American architect and artist

Edward Townsend Howes (1877 – May 10, 1964), also known as E. Townsend Howes and Edward Howes, was an American architect and artist.

== Early life ==
Howes was born in Brick Church, New Jersey in 1877. His father was Charles Howes, a successful businessman in Stamford, Connecticut, where Howes spent most of his life. His uncle was the artist John Singer Sargent, who supported young Howes artistic talent.

Howes went to King School and, later, graduated from Westminster School. Howes attended the Sheffield Scientific School at Yale University, graduating in 1898. While at Yale, he was a member of St. Anthony Hall. He then attended the Massachusetts Institute of Technology.

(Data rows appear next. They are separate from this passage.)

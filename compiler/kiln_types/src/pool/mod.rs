//! The type pool: storage, interning and classification queries.

use kiln_ir::{Name, StringInterner};
use rustc_hash::FxHashMap;
use smallvec::SmallVec;

use crate::{Idx, Tag, TargetInfo, TypeFlags};

/// Compact type record: a tag plus one word of tag-specific data.
#[derive(Copy, Clone, Eq, PartialEq, Hash, Debug)]
struct Item {
    tag: Tag,
    data: u32,
}

/// Structural key for deduplicating constructed types.
#[derive(Clone, Eq, PartialEq, Hash, Debug)]
enum TypeKey {
    Pointer(Idx),
    Named(Tag, Name, SmallVec<[Name; 4]>),
}

/// Single owner of every type of a unit.
///
/// Parse results, namespace entries and backing structs hold `Idx`
/// handles only.
#[derive(Clone, Debug)]
pub struct Pool {
    items: Vec<Item>,
    flags: Vec<TypeFlags>,
    /// Named-type records: `[name, path_len, path...]`.
    extra: Vec<u32>,
    intern_map: FxHashMap<TypeKey, Idx>,
    target: TargetInfo,
}

impl Pool {
    pub fn new(target: TargetInfo) -> Self {
        let mut pool = Pool {
            items: Vec::with_capacity(64),
            flags: Vec::with_capacity(64),
            extra: Vec::new(),
            intern_map: FxHashMap::default(),
            target,
        };
        for tag in Tag::PRIMITIVES {
            pool.items.push(Item { tag, data: 0 });
            pool.flags.push(primitive_flags(tag));
        }
        debug_assert_eq!(pool.items.len(), Idx::PRIMITIVE_COUNT as usize);
        pool
    }

    pub fn target(&self) -> TargetInfo {
        self.target
    }

    fn push(&mut self, item: Item, flags: TypeFlags) -> Idx {
        let raw = u32::try_from(self.items.len()).unwrap_or(u32::MAX);
        self.items.push(item);
        self.flags.push(flags);
        Idx::from_raw(raw)
    }

    /// Number of types, primitives included.
    pub fn len(&self) -> usize {
        self.items.len()
    }

    pub fn is_empty(&self) -> bool {
        self.items.is_empty()
    }

    // ── Construction ────────────────────────────────────────────────

    /// The interned pointer type `(p pointee)`.
    pub fn pointer_to(&mut self, pointee: Idx) -> Idx {
        let key = TypeKey::Pointer(pointee);
        if let Some(&idx) = self.intern_map.get(&key) {
            return idx;
        }
        let idx = self.push(
            Item {
                tag: Tag::Pointer,
                data: pointee.raw(),
            },
            TypeFlags::IS_POINTER,
        );
        self.intern_map.insert(key, idx);
        idx
    }

    /// The interned struct type `name` declared under namespace `path`.
    pub fn named_struct(&mut self, name: Name, path: &[Name]) -> Idx {
        self.named(Tag::Struct, name, path)
    }

    /// The interned enum type `name` declared under namespace `path`.
    pub fn named_enum(&mut self, name: Name, path: &[Name]) -> Idx {
        self.named(Tag::Enum, name, path)
    }

    fn named(&mut self, tag: Tag, name: Name, path: &[Name]) -> Idx {
        debug_assert!(tag.is_named());
        let key = TypeKey::Named(tag, name, SmallVec::from_slice(path));
        if let Some(&idx) = self.intern_map.get(&key) {
            return idx;
        }
        let data = u32::try_from(self.extra.len()).unwrap_or(u32::MAX);
        self.extra.push(name.raw());
        self.extra
            .push(u32::try_from(path.len()).unwrap_or(u32::MAX));
        self.extra.extend(path.iter().map(|n| n.raw()));
        let idx = self.push(
            Item { tag, data },
            TypeFlags::IS_AGGREGATE | TypeFlags::IS_NAMED,
        );
        self.intern_map.insert(key, idx);
        idx
    }

    // ── Queries ─────────────────────────────────────────────────────

    #[inline]
    pub fn tag(&self, idx: Idx) -> Tag {
        self.items[idx.index()].tag
    }

    #[inline]
    pub fn flags(&self, idx: Idx) -> TypeFlags {
        self.flags[idx.index()]
    }

    /// Pointee of a pointer type; `None` for every other type.
    pub fn pointee(&self, idx: Idx) -> Option<Idx> {
        let item = self.items[idx.index()];
        (item.tag == Tag::Pointer).then(|| Idx::from_raw(item.data))
    }

    pub fn is_pointer(&self, idx: Idx) -> bool {
        self.flags(idx).contains(TypeFlags::IS_POINTER)
    }

    pub fn is_void(&self, idx: Idx) -> bool {
        self.flags(idx).contains(TypeFlags::IS_VOID)
    }

    pub fn is_integer(&self, idx: Idx) -> bool {
        self.flags(idx).contains(TypeFlags::IS_INTEGER)
    }

    pub fn is_signed(&self, idx: Idx) -> bool {
        self.flags(idx).contains(TypeFlags::IS_SIGNED)
    }

    pub fn is_float(&self, idx: Idx) -> bool {
        self.flags(idx).contains(TypeFlags::IS_FLOAT)
    }

    /// Bit width of an integer type under this pool's target.
    pub fn int_width(&self, idx: Idx) -> Option<u32> {
        let width = match self.tag(idx) {
            Tag::Char | Tag::Int8 | Tag::UInt8 => 8,
            Tag::Int16 | Tag::UInt16 => 16,
            Tag::Int32 | Tag::UInt32 => 32,
            Tag::Int64 | Tag::UInt64 => 64,
            Tag::Int128 | Tag::UInt128 => 128,
            Tag::Int | Tag::UInt => self.target.int_width,
            Tag::IntPtr | Tag::Size | Tag::PtrDiff => self.target.pointer_width,
            _ => return None,
        };
        Some(width)
    }

    pub fn float_width(&self, idx: Idx) -> Option<u32> {
        match self.tag(idx) {
            Tag::Float => Some(32),
            Tag::Double => Some(64),
            Tag::LongDouble => Some(self.target.long_double_width),
            _ => None,
        }
    }

    /// Declared name and namespace path of a struct or enum type.
    pub fn named_parts(&self, idx: Idx) -> Option<(Name, Vec<Name>)> {
        let item = self.items[idx.index()];
        if !item.tag.is_named() {
            return None;
        }
        let at = item.data as usize;
        let name = Name::from_raw(self.extra[at]);
        let len = self.extra[at + 1] as usize;
        let path = self.extra[at + 2..at + 2 + len]
            .iter()
            .map(|&raw| Name::from_raw(raw))
            .collect();
        Some((name, path))
    }

    /// Printable form used in diagnostics: `int`, `(p int)`, `ns.Colour`.
    pub fn format_type(&self, idx: Idx, interner: &StringInterner) -> String {
        let mut out = String::new();
        self.write_type(&mut out, idx, interner);
        out
    }

    fn write_type(&self, out: &mut String, idx: Idx, interner: &StringInterner) {
        if idx.is_none() {
            out.push_str("<none>");
            return;
        }
        if let Some(name) = idx.name() {
            out.push_str(name);
            return;
        }
        if let Some(pointee) = self.pointee(idx) {
            out.push_str("(p ");
            self.write_type(out, pointee, interner);
            out.push(')');
        } else if let Some((name, path)) = self.named_parts(idx) {
            for segment in path {
                out.push_str(interner.lookup(segment));
                out.push('.');
            }
            out.push_str(interner.lookup(name));
        }
    }
}

fn primitive_flags(tag: Tag) -> TypeFlags {
    let kind = match tag {
        Tag::Void => TypeFlags::IS_VOID,
        Tag::Bool => TypeFlags::empty(),
        Tag::Char
        | Tag::Int
        | Tag::Int8
        | Tag::Int16
        | Tag::Int32
        | Tag::Int64
        | Tag::Int128
        | Tag::IntPtr
        | Tag::PtrDiff => TypeFlags::IS_INTEGER | TypeFlags::IS_SIGNED,
        Tag::UInt
        | Tag::UInt8
        | Tag::UInt16
        | Tag::UInt32
        | Tag::UInt64
        | Tag::UInt128
        | Tag::Size => TypeFlags::IS_INTEGER,
        Tag::Float | Tag::Double | Tag::LongDouble => TypeFlags::IS_FLOAT,
        Tag::Pointer | Tag::Struct | Tag::Enum => {
            debug_assert!(false, "{tag:?} is not a primitive");
            TypeFlags::empty()
        }
    };
    kind | TypeFlags::IS_PRIMITIVE
}

impl Default for Pool {
    fn default() -> Self {
        Self::new(TargetInfo::default())
    }
}
//! The module: owner of every backend entity, and the builder API.
//!
//! Follows the "emit into a block, then terminate it" pattern of LLVM's
//! `IRBuilder`, except that the insertion block is an explicit argument to
//! every emit call instead of hidden builder state. Form handlers thread
//! the current block through their results, so a stale block is visible
//! in the code rather than in a cursor.

mod display;

use rustc_hash::FxHashMap;
use smallvec::SmallVec;

use crate::constant::{mask, parse_int_literal, sign_extend};
use crate::{
    BackendError, BlockId, FunctionId, Instr, IntPredicate, LlType, LlTypeId, Terminator, ValueId,
};

/// Symbol visibility at the object level.
#[derive(Copy, Clone, Debug, PartialEq, Eq, Hash)]
pub enum Linkage {
    Internal,
    External,
}

impl Linkage {
    pub fn as_str(self) -> &'static str {
        match self {
            Linkage::Internal => "internal",
            Linkage::External => "external",
        }
    }
}

/// What a value is.
#[derive(Clone, Debug, PartialEq)]
pub enum ValueKind {
    /// Low `width` bits hold the constant.
    ConstInt(u128),
    ConstFloat(f64),
    Undef,
    Param { func: FunctionId, index: u32 },
    /// Result of an instruction.
    Instr,
    /// Pointer to a NUL-terminated string constant.
    GlobalString(String),
}

#[derive(Clone, Debug, PartialEq)]
struct ValueData {
    ty: LlTypeId,
    kind: ValueKind,
}

/// A basic block.
#[derive(Clone, Debug, PartialEq, Eq)]
pub struct IrBlock {
    func: FunctionId,
    label: String,
    instrs: Vec<Instr>,
    terminator: Option<Terminator>,
}

impl IrBlock {
    pub fn func(&self) -> FunctionId {
        self.func
    }

    pub fn label(&self) -> &str {
        &self.label
    }

    pub fn instrs(&self) -> &[Instr] {
        &self.instrs
    }

    pub fn terminator(&self) -> Option<&Terminator> {
        self.terminator.as_ref()
    }
}

/// A declared function, with a body once blocks are appended.
#[derive(Clone, Debug, PartialEq, Eq)]
pub struct IrFunction {
    symbol: String,
    params: Vec<ValueId>,
    ret: LlTypeId,
    linkage: Linkage,
    blocks: Vec<BlockId>,
}

impl IrFunction {
    pub fn symbol(&self) -> &str {
        &self.symbol
    }

    pub fn params(&self) -> &[ValueId] {
        &self.params
    }

    pub fn ret(&self) -> LlTypeId {
        self.ret
    }

    pub fn linkage(&self) -> Linkage {
        self.linkage
    }

    pub fn blocks(&self) -> &[BlockId] {
        &self.blocks
    }

    /// Declarations have no blocks.
    pub fn is_declaration(&self) -> bool {
        self.blocks.is_empty()
    }
}

/// In-memory typed SSA module.
#[derive(Clone, Debug)]
pub struct IrModule {
    name: String,
    types: Vec<LlType>,
    type_intern: FxHashMap<LlType, LlTypeId>,
    struct_names: FxHashMap<String, LlTypeId>,
    values: Vec<ValueData>,
    blocks: Vec<IrBlock>,
    functions: Vec<IrFunction>,
    symbols: FxHashMap<String, FunctionId>,
}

In 1899, he attended the Eric Pape School of Art, coming in fourth place for life classes and earning a scholarship. He then studied at the Pratt Institute. Starting in 1900, he spent six years studying art in Paris, mostly at the Ecole des Beaux-Arts in Paris, France. He also studied with Jean-Paul Laurens at the Académie Julian in Paris.

== Career ==
Howes began his career as a watercolor artist. His best-known works depict life in Paris. He used a "broken-color technique, layering translucent washes" and often created asymmetrical compositions in the Impressionist style. Eight of his artworks are in the collection of the Smithsonian American Art Museum.

Later, Howe specialized in making architectural models. He created a scale model of the 1939 New York World's Fair. He also taught model-making to unemployed architects, artists, and draftsment as part of a Works Progress Administration program.

He became a licensed architect in New York City, New York state, and Connecticut. He designed mansions in Fairfield County, Connecticut and Long Island, New York especially in the Westbury and Shippan. He retired in 1949.

== Personal life ==
Howes married Elsie Waterbury Milligan of Elizabeth, New Jersey on June 1, 1912. They had a daughter, Elizabeth McKie Howes, and a son, Daniel H. Howes.

He was a member of St. John's Episcopal Church. He was the co-founder of the Digressionists Club in New York City for artists and architects. He was also a charter member of the Society of Architects and Artists.

Later in his life, Howes lived at 167 Fairview Avenue in the Shippan Point neighborhood of Stamford, Connecticut. Howes died on May 10, 1964, while in Stamford Hospital in Stamford at the age of 87 years. He was buried in Kensico Cemetery in Valhalla, New York.